― 子どもの成長を願って ―

シリーズ第Ⅱ集②  「コミュニケーション」

「コミュニケーション」は情報伝達や意思疎通などの表現、又意思を伝え合う、交流を図るなどの行動を指す言葉(以上ネットからの引用)とある。

毎朝通学する風景の中、にぎやかにしゃべったり黙々と学校へ急いだりと様々な様子の中で、傍らを歩いていた知らない子に大人である私が声をかけて、「何年生?」「名前なんて言うの?」ちょっと驚きながら小さな声で答えてくれたが、それよりも何よりも通学仲間の口から出た言葉「そんな声掛けして、不審者に思われるよ」と。更に「親を通じて通報されるよ」とも。

今何が起こっているのだろう?確かに最近も近所の公園でやたらに子どもに声をかける人がいて、不審がられ学校にも通報されたとのこと。

小学校という教育現場でこのような「知らない人」=「不審者」という図式が植え付けられているのだろうか?確かに知らない大人からの突然の声掛けは子どもにとって「怖い」「驚く」「危険」ということなのかもしれない。「知らない大人」からのアプローチを即座に遮断することで、もしかしたら遭遇する「危険」からは身を守れるのかもしれない。

しかしそのことだけで止まってしまったら、コミュニケーションは始まらないことになる。「コミュニケーション」(情報伝達)の働きや影響は計り知れない。子ども同士は勿論のこと大人とのコミュニケーションによって子どもは様々な知識を得ている。

それでは危険が転がるこの世の中で「知らない人とはしゃべらない」といったしつけと、広くコミュニケーションをとって、大げさに言えば世の中の動きや、豊富な知識をキャッチしたいという働きのバランスをうまくとる方法は何であろう?

それは「教育」にあると思っている。人とのかかわりの持ち方、言葉かけ、見知らぬ人の見定め(これは多分低学年では無理かもしれないが)相手のことを見抜く目、そして堂々と会話できる能力、これらはすべて日頃の教育の中で培われる「知恵」にもとづくもの。

幼いときは「知らない人に声をかけられたらすぐ逃げるように」といったしつけのレベルで済むかもしれないが、ご存じのように世の中そんなに単純ではない。

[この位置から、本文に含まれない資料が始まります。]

use std::fmt;
use std::str::FromStr;

use serde::{Deserialize, Serialize};

use crate::error::TypeError;

/// Width of every digest in the chain, in bytes.
pub const HASH_LEN: usize = 32;

/// Fixed-width digest identifying an entry or a content payload.
///
/// Equality, ordering, and map keys all use the raw bytes. Hex encoding only
/// happens at the edges (wire headers, URLs, logs, JSON dumps), which is why
/// serde goes through the hex form.
#[derive(Clone, Copy, PartialEq, Eq, Hash, PartialOrd, Ord, Serialize, Deserialize)]
#[serde(try_from = "String", into = "String")]
pub struct ChainHash([u8; HASH_LEN]);

impl ChainHash {
    /// Wrap a pre-computed digest.
    pub const fn from_hash(hash: [u8; HASH_LEN]) -> Self {
        Self(hash)
    }

    /// Copy a digest out of a byte slice of exactly [`HASH_LEN`] bytes.
    pub fn from_slice(bytes: &[u8]) -> Result<Self, TypeError> {
        let arr: [u8; HASH_LEN] = bytes.try_into().map_err(|_| TypeError::InvalidLength {
            expected: HASH_LEN,
            actual: bytes.len(),
        })?;
        Ok(Self(arr))
    }

    /// The raw digest bytes.
    pub fn as_bytes(&self) -> &[u8; HASH_LEN] {
        &self.0
    }

    /// Lowercase hex representation.
    pub fn to_hex(&self) -> String {
        hex::encode(self.0)
    }

    /// Short hex representation (first 8 characters), for logs.
    pub fn short_hex(&self) -> String {
        hex::encode(&self.0[..4])
    }

    /// Parse from a hex string of exactly 64 characters.
    pub fn from_hex(s: &str) -> Result<Self, TypeError> {
        let bytes = hex::decode(s).map_err(|e| TypeError::InvalidHex(e.to_string()))?;
        Self::from_slice(&bytes)
    }
}

impl fmt::Debug for ChainHash {
    fn fmt(&self, f: &mut fmt::Formatter<'_>) -> fmt::Result {
        write!(f, "ChainHash({})", self.short_hex())
    }
}

impl fmt::Display for ChainHash {
    fn fmt(&self, f: &mut fmt::Formatter<'_>) -> fmt::Result {
        write!(f, "{}", self.to_hex())
    }
}

impl FromStr for ChainHash {
    type Err = TypeError;

    fn from_str(s: &str) -> Result<Self, Self::Err> {
        Self::from_hex(s)
    }
}

impl From<[u8; HASH_LEN]> for ChainHash {
    fn from(bytes: [u8; HASH_LEN]) -> Self {
        Self(bytes)
    }
}

impl From<ChainHash> for [u8; HASH_LEN] {
    fn from(hash: ChainHash) -> Self {
        hash.0
    }
}

impl AsRef<[u8]> for ChainHash {
    fn as_ref(&self) -> &[u8] {
        &self.0
    }
}

impl TryFrom<String> for ChainHash {
    type Error = TypeError;

    fn try_from(s: String) -> Result<Self, Self::Error> {
        Self::from_hex(&s)
    }
}

impl From<ChainHash> for String {
    fn from(hash: ChainHash) -> Self {
        hash.to_hex()
    }
}

#[cfg(test)]
mod tests {
    use super::*;
    use proptest::prelude::*;

    #[test]
    fn hex_roundtrip() {
        let hash = ChainHash::from_hash([0xAB; 32]);
        let parsed = ChainHash::from_hex(&hash.to_hex()).unwrap();
        assert_eq!(hash, parsed);
    }

    #[test]
    fn short_hex_is_8_chars() {
        let hash = ChainHash::from_hash([7; 32]);
        assert_eq!(hash.short_hex(), "07070707");
    }

    #[test]
    fn display_is_full_hex() {
        let hash = ChainHash::from_hash([1; 32]);
        let display = format!("{hash}");
        assert_eq!(display.len(), 64);
        assert_eq!(display, hash.to_hex());
    }

    #[test]
    fn rejects_bad_hex() {
        let err = ChainHash::from_hex("zz").unwrap_err();
        assert!(matches!(err, TypeError::InvalidHex(_)));
    }

    #[test]
    fn rejects_wrong_length() {
        let err = ChainHash::from_hex("abcd").unwrap_err();
        assert_eq!(err, TypeError::InvalidLength { expected: 32, actual: 2 });
    }

    #[test]
    fn empty_string_is_wrong_length() {
        let err = ChainHash::from_hex("").unwrap_err();
        assert_eq!(err, TypeError::InvalidLength { expected: 32, actual: 0 });
    }

    #[test]
    fn serde_uses_hex() {
        let hash = ChainHash::from_hash([0x0F; 32]);
        let json = serde_json::to_string(&hash).unwrap();
        assert_eq!(json, format!("\"{}\"", "0f".repeat(32)));
        let parsed: ChainHash = serde_json::from_str(&json).unwrap();
        assert_eq!(parsed, hash);
    }

    #[test]
    fn uppercase_hex_parses_to_same_bytes() {
        let hash = ChainHash::from_hash([0xCD; 32]);
        let upper = hash.to_hex().to_uppercase();
        assert_eq!(upper.parse::<ChainHash>().unwrap(), hash);
    }

    proptest! {
        #[test]
        fn single_byte_flip_never_equal(bytes in any::<[u8; 32]>(), index in 0usize..32) {
            let original = ChainHash::from_hash(bytes);
            let mut flipped = bytes;
            flipped[index] ^= 0x01;
            prop_assert_ne!(original, ChainHash::from_hash(flipped));
        }
    }
}
use axum::http::StatusCode;
use axum::response::{IntoResponse, Response};
use tailchain_ledger::LedgerError;
use tailchain_protocol::ProtocolError;
use thiserror::Error;

#[derive(Debug, Error)]
pub enum ServerError {
    #[error("protocol error: {0}")]
    Protocol(#[from] ProtocolError),

    #[error("ledger error: {0}")]
    Ledger(#[from] LedgerError),

    #[error("I/O error: {0}")]
    Io(#[from] std::io::Error),
}

impl ServerError {
    pub fn status(&self) -> StatusCode {
        match self {
            Self::Protocol(_) => StatusCode::BAD_REQUEST,
            Self::Ledger(LedgerError::EntryNotFound) => StatusCode::NOT_FOUND,
            Self::Ledger(LedgerError::Cancelled) => StatusCode::SERVICE_UNAVAILABLE,
            Self::Ledger(_) | Self::Io(_) => StatusCode::INTERNAL_SERVER_ERROR,
        }
    }
}

impl IntoResponse for ServerError {
    fn into_response(self) -> Response {
        let status = self.status();
        if status.is_server_error() {
            tracing::warn!(%status, error = %self, "request failed");
        } else {
            tracing::debug!(%status, error = %self, "request rejected");
        }
        (status, self.to_string()).into_response()
    }
}

pub type ServerResult<T> = Result<T, ServerError>;
use std::fmt;

use bytes::Bytes;
use chrono::{DateTime, Utc};
use serde::Serialize;
use tailchain_crypto::ContentHasher;
use tailchain_types::ChainHash;

/// The hashed part of an entry.
///
/// An entry's identity is the digest of this header's canonical encoding, so
/// every field here is covered by the signature.
#[derive(Clone, Copy, Debug, PartialEq, Eq, Serialize)]
pub struct EntryHeader {
    /// Zero-based position in the chain.
    pub height: u64,
    /// When the entry was produced, always UTC.
    pub instant: DateTime<Utc>,
    /// Hash of the preceding entry; `None` at height 0.
    pub prev_hash: Option<ChainHash>,
    /// Digest of the entry content.
    pub content_hash: ChainHash,
}

impl EntryHeader {
    /// Fixed-width encoding of the header:
    /// `prev flag (1) | prev (0 or 32) | height (8) | secs (8) | nanos (4) | content hash (32)`,
    /// integers big-endian.
    pub fn canonical_bytes(&self) -> Vec<u8> {
        let mut buf = Vec::with_capacity(1 + 32 + 8 + 8 + 4 + 32);
        match &self.prev_hash {
            Some(prev) => {
                buf.push(1);
                buf.extend_from_slice(prev.as_bytes());
            }
            None => buf.push(0),
        }
        buf.extend_from_slice(&self.height.to_be_bytes());
        buf.extend_from_slice(&self.instant.timestamp().to_be_bytes());
        buf.extend_from_slice(&self.instant.timestamp_subsec_nanos().to_be_bytes());
        buf.extend_from_slice(self.content_hash.as_bytes());
        buf
    }

    /// The entry identity derived from this header.
    pub fn hash(&self) -> ChainHash {
        ContentHasher::ENTRY.hash(&self.canonical_bytes())
    }
}

/// One record in the chain.
///
/// Entries are immutable once sealed. The successor link is not stored here;
/// the ledger derives it from the following entry's `prev_hash`.
#[derive(Clone, PartialEq, Eq, Serialize)]
pub struct Entry {
    #[serde(flatten)]
    pub(crate) header: EntryHeader,
    pub(crate) hash: ChainHash,
    #[serde(serialize_with = "hex::serde::serialize")]
    pub(crate) content: Bytes,
    #[serde(serialize_with = "hex::serde::serialize")]
    pub(crate) signature: Vec<u8>,
}

impl Entry {
    /// Seal a header with its content and signature, deriving the identity.
    #[cfg(test)]
    pub(crate) fn seal(header: EntryHeader, content: Bytes, signature: Vec<u8>) -> Self {
        Self {
            hash: header.hash(),
            header,
            content,
            signature,
        }
    }

    /// The entry identity: digest over the canonical header.
    pub fn hash(&self) -> ChainHash {
        self.hash
    }

    pub fn header(&self) -> &EntryHeader {
        &self.header
    }

    pub fn height(&self) -> u64 {
        self.header.height
    }

    pub fn instant(&self) -> DateTime<Utc> {
        self.header.instant
    }

    pub fn prev_hash(&self) -> Option<&ChainHash> {
        self.header.prev_hash.as_ref()
    }

    pub fn content_hash(&self) -> &ChainHash {
        &self.header.content_hash
    }

    /// The payload. Cloning the returned `Bytes` is cheap and shares the
    /// ledger's copy.
    pub fn content(&self) -> &Bytes {
        &self.content
    }

    pub fn signature(&self) -> &[u8] {
        &self.signature
    }
}

impl fmt::Debug for Entry {
    fn fmt(&self, f: &mut fmt::Formatter<'_>) -> fmt::Result {
        f.debug_struct("Entry")
            .field("height", &self.header.height)
            .field("hash", &self.hash)
            .field("instant", &self.header.instant)
            .field("content_len", &self.content.len())
            .finish()
    }
}

#[cfg(test)]
mod tests {
    use super::*;
    use chrono::TimeZone;

    fn header(prev: Option<ChainHash>) -> EntryHeader {
        EntryHeader {
            height: 3,
            instant: Utc.timestamp_opt(1_700_000_000, 123_456_789).unwrap(),
            prev_hash: prev,
            content_hash: ContentHasher::CONTENT.hash(b"payload"),
        }
    }

    #[test]
    fn canonical_bytes_are_fixed_width() {
        assert_eq!(header(None).canonical_bytes().len(), 1 + 8 + 8 + 4 + 32);
        let linked = header(Some(ChainHash::from_hash([1; 32])));
        assert_eq!(linked.canonical_bytes().len(), 1 + 32 + 8 + 8 + 4 + 32);
    }

    #[test]
    fn hash_covers_every_field() {
        let base = header(Some(ChainHash::from_hash([1; 32])));
        let base_hash = base.hash();

        let mut h = base;
        h.height += 1;
        assert_ne!(h.hash(), base_hash);

        let mut h = base;
        h.instant = Utc.timestamp_opt(1_700_000_000, 123_456_790).unwrap();
        assert_ne!(h.hash(), base_hash);

        let mut h = base;
        h.prev_hash = Some(ChainHash::from_hash([2; 32]));
        assert_ne!(h.hash(), base_hash);

        let mut h = base;
        h.content_hash = ContentHasher::CONTENT.hash(b"other");
        assert_ne!(h.hash(), base_hash);
    }

    #[test]
    fn missing_prev_differs_from_zero_prev() {
        let none = header(None);
        let zero = header(Some(ChainHash::from_hash([0; 32])));
        assert_ne!(none.hash(), zero.hash());
    }

    #[test]
    fn seal_caches_header_hash() {
        let h = header(None);
        let entry = Entry::seal(h, Bytes::from_static(b"payload"), vec![9; 4]);
        assert_eq!(entry.hash(), h.hash());
        assert_eq!(entry.height(), 3);
        assert_eq!(entry.signature(), &[9, 9, 9, 9]);
        assert!(entry.prev_hash().is_none());
    }

    #[test]
    fn json_dump_uses_hex() {
        let entry = Entry::seal(header(None), Bytes::from_static(b"ab"), vec![0xFF]);
        let value = serde_json::to_value(&entry).unwrap();
        assert_eq!(value["content"], "6162");
        assert_eq!(value["signature"], "ff");
        assert_eq!(value["height"], 3);
        assert!(value["prev_hash"].is_null());
        assert_eq!(value["hash"], entry.hash().to_hex());
    }
}
//! Foundation types for tailchain.
//!
//! Every other tailchain crate depends on `tailchain-types`.
//!
//! # Key Types
//!
//! - [`ChainHash`]: 32-byte digest used as entry identity, content digest,
//!   and index key. Hex is only a display and wire concern.

pub mod error;
pub mod hash;

pub use error::TypeError;
pub use hash::{ChainHash, HASH_LEN};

子どもが小学校高学年や中学生以上になれば、成長とともに身につけていけるものと考えるが、そうだとしても長じて必ず誰もが必ず身に付けられるとは限らないというのがこの「人を見る目」や「力」をもって人とコミュニケーションがとれるということ。決して一朝一石ではない。

よく勉強というと算数や国語、社会、理科、英語を思い浮かべるがこれらの教科を学ぶ中に、出てくる人物像(国語)、生物の仕組み(理科)、或いは世界の地域やそこに暮らす民族への認識(社会)などを学ぶ中で人間への考察が自然に身についてくるはず。

人とのコミュニケーションをとることと、身を守ること、どちらも日々の学習から知恵や知識を得て賢い人間に成長していくことに外ならず、日常の暮らしの中ではいわゆる「親業」発揮のしどころと思われる。